How the Security Organs operation help tell it all.
All over the world, the German security men were famed for the methodical manner in which they worked. They divided the population into 5 categories:
1. V-men: men who could be trusted.
2. A-men: agents in the field.
3. Z-men: informants.
4. H-men: secondary informants.
5. U-men: corrupt and unreliable
Their intelligence there has vast power. It could involve itself in any aspect of someone’s life if they believed that that person was potentially “an enemy of the state.” Reports were kept at local levels. Reports were also sent to central office if it was felt that the person involved was important enough. These are all done to avert rush decisions which endanger national cohesion, as such these saw Germany having few opposition political asylum seekers in other countries.
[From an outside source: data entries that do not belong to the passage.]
//! Character encodings for annotation files

use crate::error::CliError;
use std::fmt;
use std::str::FromStr;

/// Supported file encodings
#[derive(Debug, Clone, Copy, PartialEq, Eq, Default)]
pub enum Encoding {
    /// UTF-8, a byte order mark is kept as text
    #[default]
    Utf8,
    /// UTF-8 with an optional byte order mark that is stripped
    Utf8Sig,
    /// UTF-16, byte order from the BOM (little endian without one)
    Utf16,
    /// UTF-16 little endian
    Utf16Le,
    /// UTF-16 big endian
    Utf16Be,
    /// ISO-8859-1, every byte is one code point
    Latin1,
    /// Any other label known to `encoding_rs`, e.g. `windows-1252`
    Other(&'static encoding_rs::Encoding),
}

impl FromStr for Encoding {
    type Err = CliError;

    fn from_str(s: &str) -> Result<Self, Self::Err> {
        let normalized = s.trim().to_ascii_lowercase().replace('_', "-");
        let encoding = match normalized.as_str() {
            "utf-8" | "utf8" => Encoding::Utf8,
            "utf-8-sig" | "utf8-sig" => Encoding::Utf8Sig,
            "utf-16" | "utf16" => Encoding::Utf16,
            "utf-16le" | "utf-16-le" | "utf16le" => Encoding::Utf16Le,
            "utf-16be" | "utf-16-be" | "utf16be" => Encoding::Utf16Be,
            // encoding_rs maps these labels to windows-1252
            "latin-1" | "latin1" | "iso-8859-1" | "iso8859-1" | "l1" => Encoding::Latin1,
            _ => encoding_rs::Encoding::for_label(s.trim().as_bytes())
                .map(Encoding::Other)
                .ok_or_else(|| CliError::UnknownEncoding(s.to_string()))?,
        };
        Ok(encoding)
    }
}

impl fmt::Display for Encoding {
    fn fmt(&self, f: &mut fmt::Formatter<'_>) -> fmt::Result {
        let name = match self {
            Encoding::Utf8 => "utf-8",
            Encoding::Utf8Sig => "utf-8-sig",
            Encoding::Utf16 => "utf-16",
            Encoding::Utf16Le => "utf-16le",
            Encoding::Utf16Be => "utf-16be",
            Encoding::Latin1 => "latin-1",
            Encoding::Other(encoding) => encoding.name(),
        };
        f.write_str(name)
    }
}

impl Encoding {
    /// Decode raw file bytes into text; malformed input is an error
    pub fn decode(self, bytes: &[u8]) -> Result<String, CliError> {
        match self {
            Encoding::Utf8 => strict(encoding_rs::UTF_8, bytes),
            Encoding::Utf8Sig => strict(
                encoding_rs::UTF_8,
                bytes.strip_prefix(b"\xEF\xBB\xBF").unwrap_or(bytes),
            ),
            Encoding::Utf16 => match encoding_rs::Encoding::for_bom(bytes) {
                Some((encoding, bom_len)) if encoding != encoding_rs::UTF_8 => {
                    strict(encoding, &bytes[bom_len..])
                }
                _ => strict(encoding_rs::UTF_16LE, bytes),
            },
            Encoding::Utf16Le => strict(encoding_rs::UTF_16LE, bytes),
            Encoding::Utf16Be => strict(encoding_rs::UTF_16BE, bytes),
            Encoding::Latin1 => Ok(bytes.iter().map(|&b| char::from(b)).collect()),
            Encoding::Other(encoding) => strict(encoding, bytes),
        }
    }
}

fn strict(encoding: &'static encoding_rs::Encoding, bytes: &[u8]) -> Result<String, CliError> {
    encoding
        .decode_without_bom_handling_and_without_replacement(bytes)
        .map(|text| text.into_owned())
        .ok_or_else(|| CliError::Decoding(format!("malformed {} input", encoding.name())))
}
use anyhow::Result;
use async_trait::async_trait;
use serde_json::Value;

/// The REST backend the core reads records from and writes status changes to.
///
/// Paths are relative to the backend base URL and may carry a query string.
/// Implementations return the decoded JSON body (`Value::Null` for an empty
/// body) and treat any non-success status, transport failure or timeout as an
/// error.
#[async_trait]
pub trait ClinicBackend: Send + Sync {
    async fn get(&self, path: &str) -> Result<Value>;

    async fn put(&self, path: &str, body: Option<Value>) -> Result<Value>;
}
However, in South Sudan, the average citizen had no come back against the Security and could have an order to have him or her immediately arrest and incarceration of any suspect and few are safe from the clutches of the infamous and confusing Special Branch and Public Securities. In a normal situation, being arrested was one thing and proving your innocence was another. The security organs here work on the assumption that an individual is guilty until he/she could prove her/her innocence. As the agents held all the necessary evidence and the individual involved is in prison, this almost became impossible to do to disapprove the crooked system.
Some surviving documents/reports show that the Special Branch run several torture houses in and around Juba (Jebel and Hai Jallabah), the several security branches such as the public security and special branch often rival amongst themselves while executing duties, and each views the other as a criminal organization. If this is true, then this can simply mean that being a member of the security organ is a criminal act in itself.
Don’t forget the politics of regionalism and/or tribalism is also one element leading the country quickly into dictatorship. Each region/tribe is strategizing to defend its interest if the Country will stand the test of this forged unity. This is further orchestrated by the inexperienced, myopic and elderly public workforce who carries forward their individual differences during the bush war (1983-2005) into service delivery.
They are currently succeeding in mentoring cadres all over the Ministries to exactly behave like them in dealing with public affairs, creating animosity where… hey! Are you witnessing these comrades addressing colleague bush time fighter so?
In the foreign policy, the SPLM-led government has miserably performed given the seven years of generous capacity building and mentoring from the donor countries and the Greater Lakes Region. It’s unclear to many educated population of this country what the foreign policy entails.
My central argument is that inclusive institutions are necessary for sustainable foreign policy. Does this look like ignoring the difference between sustainable innovation and inclusive diffusion of a policy? The intention of keeping it off the limelight is questionable and can perhaps mean avoiding critics but is that not what dictatorship appraised?
Look at the confusion South Sudanese vote caused in 2012 United Nations General Assembly. You will be tempted to ask, what direction is South Sudan taking? Sensitive national policies are often managed exclusively by a few who care less of consultation. But only turn up to consult when a mess they find themselves in has significantly damaged the country’s reputation.